Plastic-free laundry strips may give you a clean conscience, but how well do they wash your laundry? We tested seven popular brands to find out.
Do Plastic-Free Laundry Strips Work?

My social media feed is awash with ads for plastic-free laundry strips. It’s definitely not because I love laundry—who does? Rather, it's because I’m always looking for ways to use less plastic. And switching to laundry strips, which come in small cardboard sleeves instead of giant plastic jugs, is a simple way to avoid unnecessary plastic packaging.

There are now several companies making plastic-free laundry detergent, so I decided to test them out. Here’s everything you need to know about laundry strips and whether they are the right choice for you—and the environment.

good juju, kind laundry and nature clean laundry strips

What are plastic-free laundry strips?

Plastic-free laundry detergent strips are ultra-concentrated sheets of liquidless laundry detergent that dissolve in hot or cold water. Delivering a pre-portioned amount, each strip promises to wash a full load of laundry. No pouring, no spills.

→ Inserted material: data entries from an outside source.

//! Plugin loading as two separate phases: decide, then load

mod loader;
mod secure;

pub use loader::{LoadedModule, ModuleLoader, SourceModuleLoader};
pub use secure::{ApprovedPlugin, PluginDecision, SecurePluginLoader};
//! Doctor command implementation

use super::checks::{
    check_allowed_directories, check_base_directory, check_config_file, check_profile,
    check_suite, key_checks,
};
use super::types::{CheckResult, CheckStatus};
use crate::commands::{Verdict, load_config};
use anyhow::Result;
use colored::*;
use std::path::Path;
use uplift_core::{SecurityConfig, SecurityProfile};

/// Report configuration health; any failed check exits non-zero
pub fn doctor(
    config_file: Option<&Path>,
    profile: Option<SecurityProfile>,
    json: bool,
) -> Result<Verdict> {
    let (config, loaded) = match load_config(config_file, profile) {
        Ok(config) => (config, Ok(())),
        Err(e) => (
            SecurityConfig::for_profile(profile.unwrap_or_default()),
            Err(format!("{:#}", e)),
        ),
    };

    let mut checks = vec![check_config_file(config_file, loaded)];
    checks.push(check_profile(config.profile));
    checks.extend(key_checks(&config));
    checks.push(check_base_directory(&config));
    checks.extend(check_allowed_directories(&config));
    checks.push(check_suite(&config));

    let failed = checks.iter().any(|c| c.status == CheckStatus::Fail);
    if json {
        println!("{}", serde_json::to_string_pretty(&checks)?);
    } else {
        print_report(&checks);
    }

    Ok(if failed {
        Verdict::Failed
    } else {
        Verdict::Accepted
    })
}

fn print_report(checks: &[CheckResult]) {
    println!();
    println!("{}", "Uplift Security Check".bold().underline());
    println!("{}", "=".repeat(50).dimmed());
    println!();

    let mut pass_count = 0;
    let mut warn_count = 0;
    let mut fail_count = 0;

    for check in checks {
        println!("{} {} - {}", check.icon(), check.name.bold(), check.message);

        if let Some(hint) = &check.hint {
            println!("    {} {}", "→".dimmed(), hint.dimmed());
        }

        match check.status {
            CheckStatus::Pass => pass_count += 1,
            CheckStatus::Warn => warn_count += 1,
            CheckStatus::Fail => fail_count += 1,
        }
    }

    println!();
    println!("{}", "-".repeat(50).dimmed());
    println!(
        "Summary: {} passed, {} warnings, {} failed",
        pass_count.to_string().green(),
        warn_count.to_string().yellow(),
        fail_count.to_string().red()
    );
    println!();

    if fail_count > 0 {
        println!(
            "{} {}",
            "✗".red().bold(),
            "Some checks failed. Please fix the issues above.".red()
        );
    } else if warn_count > 0 {
        println!(
            "{} {}",
            "⚠".yellow().bold(),
            "Some checks have warnings. Consider addressing them.".yellow()
        );
    } else {
        println!("{} {}", "✓".green().bold(), "All checks passed.".green());
    }
}

#[cfg(test)]
mod tests {
    use super::*;

    #[test]
    fn test_unreadable_config_fails() {
        let dir = tempfile::tempdir().unwrap();
        let path = dir.path().join("broken.json");
        std::fs::write(&path, "{ not json").unwrap();

        let verdict = doctor(Some(&path), Some(SecurityProfile::Permissive), true).unwrap();
        assert_eq!(verdict, Verdict::Failed);
    }

    #[test]
    fn test_strict_without_keys_fails() {
        let dir = tempfile::tempdir().unwrap();
        let path = dir.path().join("security.json");
        let config = serde_json::json!({
            "profile": "strict",
            "allowed_directories": [dir.path()],
            "base_directory": dir.path(),
        });
        std::fs::write(&path, config.to_string()).unwrap();

        let verdict = doctor(Some(&path), None, true).unwrap();
        assert_eq!(verdict, Verdict::Failed);
    }

    #[test]
    fn test_configured_strict_setup_passes() {
        let dir = tempfile::tempdir().unwrap();
        let path = dir.path().join("security.json");
        let config = serde_json::json!({
            "profile": "strict",
            "plugin_secret_key": "doctor-plugin-key",
            "cache_secret_key": "doctor-cache-key",
            "allowed_directories": [dir.path()],
            "base_directory": dir.path(),
        });
        std::fs::write(&path, config.to_string()).unwrap();

        let verdict = doctor(Some(&path), None, false).unwrap();
        assert_eq!(verdict, Verdict::Accepted);
    }
}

Because laundry strips are lightweight and mess-free, they are super convenient for travel and take up way less storage space than detergents or pods. Most importantly, laundry strips are plastic-free.

The problem with plastic

My family of four goes through a lot of laundry. We do at least five loads a week: sheets, towels, whites, darks and delicates. That’s 260 loads a year, or roughly 10 plastic jugs.

Sure, we put our plastic jugs in the blue bin—but there’s a good chance they won’t actually be recycled. According to a study commissioned by the Ministry of the Environment and Climate Change Canada, only about 22 percent of Canada’s plastic packaging waste makes its way to recycling facilities. Of that, a mere 15 percent gets recycled into new products.


The rest either piles up in landfills or litters the environment. According to Ashley Wallis of Environmental Defence, plastic packaging accounts for 47 percent of Canada’s plastic waste.

Globally, the numbers are even grimmer. Researchers estimate that 8,300 metric tons of virgin plastics were produced as of 2017. Only nine percent had been recycled. Twelve percent had been burned, and a whopping 79 percent had accumulated in landfills or littered the environment.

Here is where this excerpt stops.